Liebling II: I'm choking on the hypocrisy over here! Humans sure are silly. Loving that silver, we Brits are really something!

Name your German jumping horse: Thankfully Sam won the individual eventing, that helps, but the team really blew it. I'm not sure I can take the stress, I feel faint. Maybe they'll give me some arnica and lactanase. But then, that didn't end so well the last time...

Whizashiningwalla BB: They should have named me Dun Rollkur 2 Death...make that Dun LDR 2 Death. Dressage horses get all the good names.

Mistral Hojris: It's on for 2012, bitches!!! Also, I'm big boned.

Havenir d'Azac: I'm choking on the hypocrisy over here! Humans sure are silly. But then, no one's out to make French eventers look bad.

More from Sapphire (she's very chatty): Also I'd like all my fans to look at my cute baby picture on The Chronicle! That's when you know you're a real superstar, when they publish your baby picture.

01 October 2010

COPS: WEG Edition

Dave and Hamish nearly get arrested, it's fantastic. And looks like they got a new sponsor, but apparently not enough to get them a much needed production crew, just some nice jackets.

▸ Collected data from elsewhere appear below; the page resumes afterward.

use crate::bind::{BoundNode, bind};
use crate::config::EngineConfig;
use crate::parser::parse;
use crate::printer::{FilterPrinter, print};
use crate::test_support::devices;

fn bound(text: &str) -> BoundNode {
    let raw = parse(text).unwrap_or_else(|err| panic!("`{text}`: {err}"));
    bind(&raw, &devices(), &EngineConfig::default()).unwrap_or_else(|err| panic!("`{text}`: {err}"))
}

fn printed(text: &str) -> String {
    print(&bound(text))
}

#[test]
fn canonical_operators() {
    assert_eq!(printed("name==a"), r#"NAME=="a""#);
    assert_eq!(printed("name=is=a"), r#"NAME=="a""#);
    assert_eq!(printed("name=eq=a"), r#"NAME=="a""#);
    assert_eq!(printed("name=ne=a"), r#"NAME!="a""#);
    assert_eq!(printed("name=not=a"), r#"NAME!="a""#);
    assert_eq!(printed("id>3"), r#"ID=gt="3""#);
    assert_eq!(printed("id>=3"), r#"ID=ge="3""#);
    assert_eq!(printed("id<3"), r#"ID=lt="3""#);
    assert_eq!(printed("id<=3"), r#"ID=le="3""#);
}

#[test]
fn canonical_field_paths() {
    assert_eq!(printed("Name==a"), r#"NAME=="a""#);
    assert_eq!(printed("tag==a"), r#"TAG.name=="a""#);
    assert_eq!(printed("TAG.NAME==a"), r#"TAG.name=="a""#);
    assert_eq!(printed("group.NAME==a"), r#"GROUP.name=="a""#);
    // Map keys keep their spelling.
    assert_eq!(printed("meta.Region==eu"), r#"META.Region=="eu""#);
}

#[test]
fn literals_are_quoted() {
    assert_eq!(printed("id==3.50"), r#"ID=="3.5""#);
    assert_eq!(printed("enabled==TRUE"), r#"ENABLED=="true""#);
    assert_eq!(printed("status==ONLINE"), r#"STATUS=="online""#);
    assert_eq!(printed("name=='a b'"), r#"NAME=="a b""#);
    assert_eq!(printed("name==null"), r#"NAME=="null""#);
    assert_eq!(printed("name==''"), r#"NAME=="""#);
}

#[test]
fn null_checks() {
    assert_eq!(printed("name=is=null"), "NAME=is=null");
    assert_eq!(printed("tag=not=NULL"), "TAG.name=not=null");
    // A quoted null is text.
    assert_eq!(printed("name=is='null'"), r#"NAME=="null""#);
}

#[test]
fn lists() {
    assert_eq!(printed("name=in=(a,'b c')"), r#"NAME=in=("a","b c")"#);
    assert_eq!(printed("id=out=(1, 2)"), r#"ID=out=("1","2")"#);
}

#[test]
fn wildcards_and_escapes() {
    assert_eq!(printed("name==edge*"), r#"NAME=="edge*""#);
    assert_eq!(printed(r"name==edge\*"), r#"NAME=="edge\*""#);
    assert_eq!(printed(r#"name=="say \"hi\" *""#), r#"NAME=="say \"hi\" *""#);
    assert_eq!(printed(r"name==a\\b"), r#"NAME=="a\\b""#);
}

#[test]
fn minimal_parentheses() {
    assert_eq!(
        printed("name==a;id==1,id==2"),
        r#"NAME=="a" && ID=="1" || ID=="2""#
    );
    assert_eq!(
        printed("name==a;(id==1,id==2)"),
        r#"NAME=="a" && (ID=="1" || ID=="2")"#
    );
    assert_eq!(
        printed("(name==a,id==1);id==2"),
        r#"(NAME=="a" || ID=="1") && ID=="2""#
    );
    assert_eq!(
        printed("name==a and id==1 and id==2"),
        r#"NAME=="a" && ID=="1" && ID=="2""#
    );
    assert_eq!(
        printed("name==a;(id==1;id==2)"),
        r#"NAME=="a" && (ID=="1" && ID=="2")"#
    );
    assert_eq!(
        printed("name==a,(id==1;id==2)"),
        r#"NAME=="a" || ID=="1" && ID=="2""#
    );
    assert_eq!(
        printed("name==a,(id==1,id==2)"),
        r#"NAME=="a" || (ID=="1" || ID=="2")"#
    );
    assert_eq!(printed("((name==a))"), r#"NAME=="a""#);
}

#[test]
fn printing_is_idempotent() {
    let filters = [
        "name==a;id==1,id==2",
        "name==a;(id==1,id==2)",
        "(name==a,id==1);(id==2;id==3)",
        "name==a,(id==1,(id==2;(id==3,id==4)))",
        r#"name=="x\"y\\z\**""#,
        "tag=out=(a,b);meta.k=is=null",
        "status=in=(online,OFFLINE),enabled!=false",
        "lastseen=lt=1700000000000;group.id=ge=-2.5",
        "name==null,name=not=null",
    ];
    for filter in filters {
        let once = printed(filter);
        let twice = printed(&once);
        assert_eq!(once, twice, "`{filter}`");
        assert_eq!(bound(filter), bound(&once), "`{filter}` binds differently once printed");
    }
}

#[test]
fn tree_dump() {
    let node = bound("name==a;(tag==b,id=gt=2)");
    insta::assert_snapshot!(FilterPrinter::new(&node).tree(true).dump(), @r#"
    And
      NAME=="a"
      Or
        TAG.name=="b"
        ID=gt="2"
    "#);
}

#[test]
fn display_matches_dump() {
    let node = bound("name==a");
    assert_eq!(FilterPrinter::new(&node).to_string(), print(&node));
}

Here's their previous episode where they get drunk, get some hot dates, and learn the language. As a perturbed Carrot reader recently wrote us, "Glad somebody's producing some comedy around here!"

Dave and Hamish also appeared on the 2010 WEG Radio Show, and have been offered to do an Aussie show on the Horse Radio Network, which promises to be phenomenal!